Il y a dans la doctrine des crises un côté vrai, et très-vrai, car chaque maladie a sa marche réglée, son évolution ordonnée, sa terminaison marquée, après une durée fixe, et tout cela en vertu de la nature du mal, et non de l’efficacité propre des jours.

Le côté vrai de la doctrine en a fait subsister jusqu’à nous le côté chimérique. Cabanis divise encore la vie par périodes de sept années : l’enfance finit à sept ans, l’adolescence à quatorze, la jeunesse à vingt-huit, l’âge mûr à quarante-neuf, etc. Mais, dit bientôt Cabanis à propos de l’adolescence : « Elle se prolonge souvent jusqu’à vingt et un ans[2] ; » à propos de la jeunesse : « Le plus ordinairement, ce n’est que vers trente-cinq ans qu’elle se termine[3] ; » à propos de l’âge mûr : « Souvent il se prolonge jusqu’à la cinquante-sixième année[4], etc. etc. » Que fait ici Cabanis ? Il fait l’inverse de ce que Galien faisait tout à l’heure.
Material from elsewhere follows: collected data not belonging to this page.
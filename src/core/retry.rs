//! Retry ceiling and exponential backoff for failed deliveries.
//!
//! A failed batch is not retried in place. Each event's `attempt` counter
//! is bumped, events past the ceiling are dropped, and the survivors go
//! back to the head of the queue. The delivery worker then holds off
//! scheduled flushes until the backoff delay has elapsed.

use std::time::Duration;

use super::config::{DEFAULT_BASE_DELAY, DEFAULT_MAX_DELAY, DEFAULT_MAX_RETRIES};
use super::event_queue::{DeliveryBatch, Event};

/// Retry limits and backoff bounds.
#[derive(Debug, Clone, PartialEq, Eq)]
pub struct RetryPolicy {
    /// Failed attempts an event may accumulate before it is dropped. Default: 3
    pub max_retries: u32,

    /// Backoff base. Default: 1 second
    pub base_delay: Duration,

    /// Backoff ceiling. Default: 30 seconds
    pub max_delay: Duration,
}

impl Default for RetryPolicy {
    fn default() -> Self {
        Self {
            max_retries: DEFAULT_MAX_RETRIES,
            base_delay: DEFAULT_BASE_DELAY,
            max_delay: DEFAULT_MAX_DELAY,
        }
    }
}

impl RetryPolicy {
    pub fn new(max_retries: u32, base_delay: Duration, max_delay: Duration) -> Self {
        Self {
            max_retries,
            base_delay,
            max_delay,
        }
    }

    /// `min(base_delay * 2^attempt, max_delay)`, saturating at `max_delay`.
    pub fn backoff_delay(&self, attempt: u32) -> Duration {
        2u32.checked_pow(attempt)
            .and_then(|factor| self.base_delay.checked_mul(factor))
            .map_or(self.max_delay, |delay| delay.min(self.max_delay))
    }

    /// Whether an event with this many failed attempts must be dropped.
    pub fn is_exhausted(&self, attempt: u32) -> bool {
        attempt > self.max_retries
    }
}

/// Outcome of handing a failed batch to the controller.
#[derive(Debug, Default)]
pub struct RetryDecision {
    /// Events to put back at the head of the queue, in original order.
    pub requeue: DeliveryBatch,

    /// Events that exceeded the retry ceiling.
    pub dropped: Vec<Event>,

    /// How long scheduled flushes should wait before the next attempt.
    pub delay: Duration,
}

/// Tracks the current failure streak and applies the retry policy.
#[derive(Debug)]
pub struct RetryController {
    policy: RetryPolicy,
    consecutive_failures: u32,
}

impl RetryController {
    pub fn new(policy: RetryPolicy) -> Self {
        Self {
            policy,
            consecutive_failures: 0,
        }
    }

    pub fn policy(&self) -> &RetryPolicy {
        &self.policy
    }

    pub fn consecutive_failures(&self) -> u32 {
        self.consecutive_failures
    }

    /// Record a successful delivery, ending any failure streak.
    pub fn on_success(&mut self) {
        if self.consecutive_failures > 0 {
            tracing::debug!(
                "Delivery recovered after {} consecutive failures",
                self.consecutive_failures
            );
        }
        self.consecutive_failures = 0;
    }

    /// Record a failed delivery of `batch`.
    pub fn on_failure(&mut self, batch: DeliveryBatch) -> RetryDecision {
        self.consecutive_failures = self.consecutive_failures.saturating_add(1);

        let mut requeue = Vec::with_capacity(batch.len());
        let mut dropped = Vec::new();

        for mut event in batch.into_events() {
            event.attempt = event.attempt.saturating_add(1);
            if self.policy.is_exhausted(event.attempt) {
                dropped.push(event);
            } else {
                requeue.push(event);
            }
        }

        let delay = self.policy.backoff_delay(self.consecutive_failures);

        RetryDecision {
            requeue: DeliveryBatch::new(requeue),
            dropped,
            delay,
        }
    }
}

#[cfg(test)]
mod tests {
    use super::*;

    fn batch(names: &[&str]) -> DeliveryBatch {
        DeliveryBatch::new(names.iter().map(|n| Event::new(*n)).collect())
    }

    #[test]
    fn test_default_policy() {
        let policy = RetryPolicy::default();
        assert_eq!(policy.max_retries, 3);
        assert_eq!(policy.base_delay, Duration::from_secs(1));
        assert_eq!(policy.max_delay, Duration::from_secs(30));
    }

    #[test]
    fn test_backoff_exponential() {
        let policy = RetryPolicy::new(3, Duration::from_millis(100), Duration::from_secs(60));

        assert_eq!(policy.backoff_delay(0), Duration::from_millis(100));
        assert_eq!(policy.backoff_delay(1), Duration::from_millis(200));
        assert_eq!(policy.backoff_delay(2), Duration::from_millis(400));
        assert_eq!(policy.backoff_delay(3), Duration::from_millis(800));
    }

    #[test]
    fn test_backoff_capped() {
        let policy = RetryPolicy::new(3, Duration::from_secs(1), Duration::from_secs(5));

        assert_eq!(policy.backoff_delay(3), Duration::from_secs(5));
        assert_eq!(policy.backoff_delay(40), Duration::from_secs(5));
        assert_eq!(policy.backoff_delay(u32::MAX), Duration::from_secs(5));
    }

    #[test]
    fn test_backoff_monotonic() {
        let policy = RetryPolicy::new(3, Duration::from_millis(250), Duration::from_secs(30));
        let delays: Vec<_> = (0..50).map(|n| policy.backoff_delay(n)).collect();

        assert!(delays.windows(2).all(|w| w[0] <= w[1]));
        assert_eq!(*delays.last().unwrap(), Duration::from_secs(30));
    }

    #[test]
    fn test_failure_requeues_under_ceiling() {
        let mut controller = RetryController::new(RetryPolicy::new(
            1,
            Duration::from_millis(10),
            Duration::from_secs(1),
        ));

        let decision = controller.on_failure(batch(&["a", "b"]));
        assert_eq!(decision.requeue.names(), vec!["a", "b"]);
        assert!(decision.requeue.events().iter().all(|e| e.attempt == 1));
        assert!(decision.dropped.is_empty());
        assert_eq!(decision.delay, Duration::from_millis(20));
        assert_eq!(controller.consecutive_failures(), 1);
    }

    #[test]
    fn test_failure_drops_past_ceiling() {
        let mut controller = RetryController::new(RetryPolicy::new(
            1,
            Duration::from_millis(10),
            Duration::from_secs(1),
        ));

        let first = controller.on_failure(batch(&["a"]));
        let second = controller.on_failure(first.requeue);

        assert!(second.requeue.is_empty());
        assert_eq!(second.dropped.len(), 1);
        assert_eq!(second.dropped[0].attempt, 2);
        assert_eq!(second.delay, Duration::from_millis(40));
    }

    #[test]
    fn test_zero_retries_drops_immediately() {
        let mut controller = RetryController::new(RetryPolicy::new(
            0,
            Duration::from_millis(10),
            Duration::from_secs(1),
        ));

        let decision = controller.on_failure(batch(&["a", "b"]));
        assert!(decision.requeue.is_empty());
        assert_eq!(decision.dropped.len(), 2);
    }

    #[test]
    fn test_success_resets_streak() {
        let mut controller = RetryController::new(RetryPolicy::default());
        controller.on_failure(batch(&["a"]));
        controller.on_failure(batch(&["b"]));
        assert_eq!(controller.consecutive_failures(), 2);

        controller.on_success();
        assert_eq!(controller.consecutive_failures(), 0);
    }

    #[test]
    fn test_mixed_attempts_in_batch() {
        let mut controller = RetryController::new(RetryPolicy::new(
            2,
            Duration::from_millis(10),
            Duration::from_secs(1),
        ));

        let mut events = vec![Event::new("old"), Event::new("new")];
        events[0].attempt = 2;
        let decision = controller.on_failure(DeliveryBatch::new(events));

        assert_eq!(decision.dropped.len(), 1);
        assert_eq!(decision.dropped[0].name, "old");
        assert_eq!(decision.requeue.names(), vec!["new"]);
    }
}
Galien accommodait les observations à la doctrine ; Cabanis accommode, autant qu’il peut, la doctrine aux observations.

Je prolonge la durée de la première enfance jusqu’à dix ans, parce que ce n’est que de neuf à dix ans que se termine la seconde dentition[5], et ce qu’on pourrait appeler la période dentaire.
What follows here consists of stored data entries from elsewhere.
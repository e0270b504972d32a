//! Background delivery worker.
//!
//! A single task owns every confirmable delivery attempt, so at most one
//! batch is in flight per tracker. It wakes on:
//!
//! - the periodic flush tick
//! - a flush command (queue reached capacity, or an explicit `flush()`)
//! - expiry of the retry backoff
//! - shutdown, which performs one final single-attempt flush
//!
//! Flush commands that pile up while an attempt is in flight are coalesced
//! into the next cycle. Scheduled flushes (tick, queue-full) are skipped
//! while a backoff is pending; explicit flushes are not.

use parking_lot::Mutex;
use std::sync::atomic::{AtomicBool, Ordering};
use std::sync::Arc;
use std::time::Duration;
use tokio::sync::{mpsc, oneshot};
use tokio::task::JoinHandle;
use tokio::time::{interval_at, Instant, MissedTickBehavior};

use super::event_queue::{DeliveryBatch, EventQueue};
use super::retry::{RetryController, RetryPolicy};
use crate::error::sanitizer::{redact_secret, sanitize_message};
use crate::error::{ErrorCode, TrackerError};
use crate::http::Transports;
use crate::observer::{DropReason, TrackerStats};

/// Capacity of the command channel between the tracker and its worker.
pub const COMMAND_CHANNEL_CAPACITY: usize = 64;

/// About 30 years. Deadlines that would overflow `Instant` land here.
const FAR_FUTURE: Duration = Duration::from_secs(86400 * 365 * 30);

/// `now + delay`, saturating at [`FAR_FUTURE`].
fn deadline_after(delay: Duration) -> Instant {
    let now = Instant::now();
    now.checked_add(delay).unwrap_or_else(|| now + FAR_FUTURE)
}

/// What caused a flush cycle.
#[derive(Debug, Clone, Copy, PartialEq, Eq)]
pub enum FlushTrigger {
    Interval,
    QueueFull,
    Manual,
    Retry,
    Teardown,
}

impl FlushTrigger {
    /// Scheduled triggers wait out a pending backoff.
    fn respects_backoff(&self) -> bool {
        matches!(self, FlushTrigger::Interval | FlushTrigger::QueueFull)
    }
}

/// Summary of one flush cycle.
#[derive(Debug, Clone, Default, PartialEq, Eq)]
pub struct FlushReport {
    /// Events confirmed by the collector.
    pub delivered: usize,
    /// Events in the batch whose attempt failed.
    pub failed: usize,
    /// Events permanently dropped during the cycle.
    pub dropped: usize,
    /// Code of the failure that ended the cycle, if any.
    pub error: Option<ErrorCode>,
    /// Set when the cycle was skipped because a backoff is pending.
    pub deferred: bool,
}

impl FlushReport {
    pub fn is_success(&self) -> bool {
        self.error.is_none()
    }

    fn merge(&mut self, other: &FlushReport) {
        self.delivered += other.delivered;
        self.failed += other.failed;
        self.dropped += other.dropped;
        self.error = self.error.or(other.error);
        self.deferred |= other.deferred;
    }
}

pub(crate) enum Command {
    Flush {
        trigger: FlushTrigger,
        reply: Option<oneshot::Sender<FlushReport>>,
    },
    Shutdown {
        reply: oneshot::Sender<FlushReport>,
    },
}

/// State shared between the tracker handle and its worker.
pub(crate) struct Shared {
    pub queue: Mutex<EventQueue>,
    pub stats: Arc<TrackerStats>,
    /// Set while a queue-full flush command is outstanding.
    pub flush_requested: AtomicBool,
}

impl Shared {
    pub fn new(max_queue_size: usize, stats: Arc<TrackerStats>) -> Self {
        Self {
            queue: Mutex::new(EventQueue::new(max_queue_size)),
            stats,
            flush_requested: AtomicBool::new(false),
        }
    }
}

pub(crate) struct WorkerSettings {
    pub flush_interval: Duration,
    pub max_batch_size: usize,
    pub retry_policy: RetryPolicy,
    pub api_key: String,
}

pub(crate) struct DeliveryWorker {
    shared: Arc<Shared>,
    transports: Transports,
    commands: mpsc::Receiver<Command>,
    flush_interval: Duration,
    max_batch_size: usize,
    retry: RetryController,
    backoff_until: Option<Instant>,
    api_key: String,
}

impl DeliveryWorker {
    pub fn new(
        shared: Arc<Shared>,
        transports: Transports,
        commands: mpsc::Receiver<Command>,
        settings: WorkerSettings,
    ) -> Self {
        Self {
            shared,
            transports,
            commands,
            flush_interval: settings.flush_interval,
            max_batch_size: settings.max_batch_size.max(1),
            retry: RetryController::new(settings.retry_policy),
            backoff_until: None,
            api_key: settings.api_key,
        }
    }

    pub fn spawn(self) -> JoinHandle<()> {
        tokio::spawn(self.run())
    }

    async fn run(mut self) {
        let start = deadline_after(self.flush_interval);
        let mut ticker = interval_at(start, self.flush_interval);
        ticker.set_missed_tick_behavior(MissedTickBehavior::Delay);

        tracing::debug!(
            "Delivery worker started with flush interval {:?}",
            self.flush_interval
        );

        loop {
            let backoff_until = self.backoff_until;
            let backoff_expired = async move {
                match backoff_until {
                    Some(deadline) => tokio::time::sleep_until(deadline).await,
                    None => std::future::pending::<()>().await,
                }
            };

            tokio::select! {
                command = self.commands.recv() => match command {
                    Some(Command::Flush { trigger, reply }) => {
                        if self.handle_flush(trigger, reply).await {
                            break;
                        }
                    }
                    Some(Command::Shutdown { reply }) => {
                        let report = self.shutdown().await;
                        let _ = reply.send(report);
                        break;
                    }
                    None => {
                        tracing::debug!("Tracker handle dropped, delivery worker exiting");
                        break;
                    }
                },
                _ = backoff_expired => {
                    self.backoff_until = None;
                    self.flush_cycle(FlushTrigger::Retry).await;
                }
                _ = ticker.tick() => {
                    self.flush_cycle(FlushTrigger::Interval).await;
                }
            }
        }

        tracing::debug!("Delivery worker stopped");
    }

    /// Run one coalesced cycle for `trigger` and every flush command already
    /// waiting in the channel. Returns true if a shutdown was processed.
    async fn handle_flush(
        &mut self,
        trigger: FlushTrigger,
        reply: Option<oneshot::Sender<FlushReport>>,
    ) -> bool {
        let mut replies: Vec<oneshot::Sender<FlushReport>> = reply.into_iter().collect();
        let mut effective = trigger;
        let mut shutdown = None;

        while let Ok(command) = self.commands.try_recv() {
            match command {
                Command::Flush { trigger, reply } => {
                    if trigger == FlushTrigger::Manual {
                        effective = FlushTrigger::Manual;
                    }
                    replies.extend(reply);
                }
                Command::Shutdown { reply } => {
                    shutdown = Some(reply);
                    break;
                }
            }
        }

        if replies.len() > 1 {
            tracing::trace!("Coalesced {} flush requests", replies.len());
        }

        let report = self.flush_cycle(effective).await;
        for reply in replies {
            let _ = reply.send(report.clone());
        }

        match shutdown {
            Some(reply) => {
                let report = self.shutdown().await;
                let _ = reply.send(report);
                true
            }
            None => false,
        }
    }

    fn in_backoff(&self) -> bool {
        self.backoff_until
            .map_or(false, |deadline| Instant::now() < deadline)
    }

    /// Deliver the events queued when the cycle starts, batch by batch,
    /// stopping at the first failure.
    pub(crate) async fn flush_cycle(&mut self, trigger: FlushTrigger) -> FlushReport {
        // Any cycle satisfies an outstanding queue-full request.
        self.shared.flush_requested.store(false, Ordering::SeqCst);

        let mut report = FlushReport::default();

        if trigger.respects_backoff() && self.in_backoff() {
            report.deferred = true;
            return report;
        }

        let mut remaining = self.shared.queue.lock().len();
        if remaining > 0 {
            tracing::debug!("Flushing {} events ({:?})", remaining, trigger);
        }

        while remaining > 0 {
            let batch = self
                .shared
                .queue
                .lock()
                .drain(self.max_batch_size.min(remaining));
            if batch.is_empty() {
                break;
            }
            remaining = remaining.saturating_sub(batch.len());

            let outcome = self.deliver(batch).await;
            report.merge(&outcome);
            if !outcome.is_success() {
                break;
            }
        }

        report
    }

    /// One confirmable attempt for `batch`.
    async fn deliver(&mut self, batch: DeliveryBatch) -> FlushReport {
        let count = batch.len();
        let mut report = FlushReport::default();
        let result = self.transports.confirmable.send(&batch).await;

        match result {
            Ok(()) => {
                self.retry.on_success();
                self.backoff_until = None;
                self.shared.stats.record_delivered(count);
                report.delivered = count;
            }
            Err(error) => {
                let message = self.sanitize(&error);
                if error.is_recoverable() {
                    tracing::warn!("Failed to deliver {} events: [{}] {}", count, error.code, message);
                } else {
                    tracing::error!(
                        "Collector rejected {} events: [{}] {}",
                        count,
                        error.code,
                        message
                    );
                }
                self.shared.stats.record_failure(count, error.code, message);

                let decision = self.retry.on_failure(batch);
                let exhausted = decision.dropped.len();
                let evicted = self.shared.queue.lock().requeue_front(decision.requeue);

                self.shared
                    .stats
                    .record_dropped(DropReason::RetryLimit, exhausted);
                self.shared
                    .stats
                    .record_dropped(DropReason::QueueOverflow, evicted);

                self.backoff_until = Some(deadline_after(decision.delay));
                self.shared
                    .stats
                    .record_retry(decision.delay, self.retry.consecutive_failures());
                tracing::debug!("Next delivery attempt in {:?}", decision.delay);

                report.failed = count;
                report.dropped = exhausted + evicted;
                report.error = Some(error.code);
            }
        }

        report
    }

    /// Final flush: every queued batch gets exactly one attempt.
    async fn shutdown(&mut self) -> FlushReport {
        tracing::debug!("Delivery worker shutting down");
        self.backoff_until = None;

        let mut report = FlushReport::default();
        loop {
            let batch = self.shared.queue.lock().drain(self.max_batch_size);
            if batch.is_empty() {
                break;
            }
            let count = batch.len();

            match self.transports.confirmable.send(&batch).await {
                Ok(()) => {
                    self.shared.stats.record_delivered(count);
                    report.delivered += count;
                }
                Err(error) => {
                    let message = self.sanitize(&error);
                    tracing::warn!(
                        "Final flush lost {} events: [{}] {}",
                        count,
                        error.code,
                        message
                    );
                    self.shared.stats.record_failure(count, error.code, message);
                    self.shared.stats.record_dropped(DropReason::Teardown, count);
                    report.failed += count;
                    report.dropped += count;
                    report.error = report.error.or(Some(error.code));
                }
            }
        }

        report
    }

    fn sanitize(&self, error: &TrackerError) -> String {
        redact_secret(&sanitize_message(&error.message), &self.api_key)
    }
}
Je prolonge l’adolescence jusqu’à vingt ans, parce que ce n’est qu’à vingt ans que se termine le développement des os, et par suite l’accroissement du corps en longueur.

Tant que les os ne sont pas réunis à leurs épiphyses, le corps grandit. Une fois les os et les épiphyses réunis, le corps ne grandit plus ; et c’est vers l’époque de vingt ans que cette réunion s’opère.
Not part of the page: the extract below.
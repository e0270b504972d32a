mod client;
pub mod transport;

pub use client::{encode_batch, status_to_error, HttpBeacon, HttpTransport, USER_AGENT};
pub use transport::{BeaconTransport, SendFuture, SettleFuture, Transport, Transports};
Enfin, je prolonge la jeunesse jusqu’à quarante ans, parce que ce n’est que vers quarante ans que se termine l’accroissement du corps en grosseur. Passé quarante ans, le corps ne grossit plus, à proprement parler : l’augmentation de volume qui survient alors n’est point, en effet, un véritable développement organique ; ce n’est qu’une simple accumulation de graisse.

« Cette extension, dit très-bien Buffon, n’est pas une continuation de développement ou d’accroissement intérieur de chaque partie par lesquels le corps continuerait de prendre plus d’étendue dans toutes ses parties organiques, et par conséquent plus de force et d’activité ; mais c’est une simple addition de matière surabondante qui enfle le volume du corps et le charge d’un poids inutile. Cette matière est la graisse… »

Après l’accroissement, ou, plus exactement, après le développement en longueur, après le développement en grosseur, j’en trouve encore un troisième, qui, à la vérité, n’est point indiqué par les physiologistes, mais qui ne m’en semble pas moins réel : je veux parler de ce travail intérieur, profond, qui agit dans le tissu le plus intime de nos parties, et qui, rendant toutes ces parties plus achevées, plus fermes, rend aussi toutes les fonctions plus assurées et l’organisme entier plus complet.

Ce dernier travail, que j’appelle travail d’invigoration, se fait de quarante à cinquante-cinq ans ; et, une fois fait, il se maintient ensuite plus ou moins jusqu’à soixante-cinq ou soixante et dix.

À soixante et dix ans la vieillesse commence.

La vieillesse commence ; mais, physiologiquement parlant, que se passe-t-il alors à quoi je puisse reconnaître qu’elle commence ? Quel est le fait, quel est le caractère qui me la révèle ? Telle est la première question que je me pose.

Les anciens physiologistes distinguaient avec grande raison, dans nos organes, deux espèces, ou plutôt deux provisions de forces : les forces en réserve et les forces en usage, ou, comme ils disaient, vires in posse et vires in actu, ou, comme dit Barthez, les forces radicales et les forces agissantes.

Dans la jeunesse, il y a beaucoup de forces en réserve : c’est la diminution progressive de ce fonds disponible qui constitue le caractère physiologique de la vieillesse.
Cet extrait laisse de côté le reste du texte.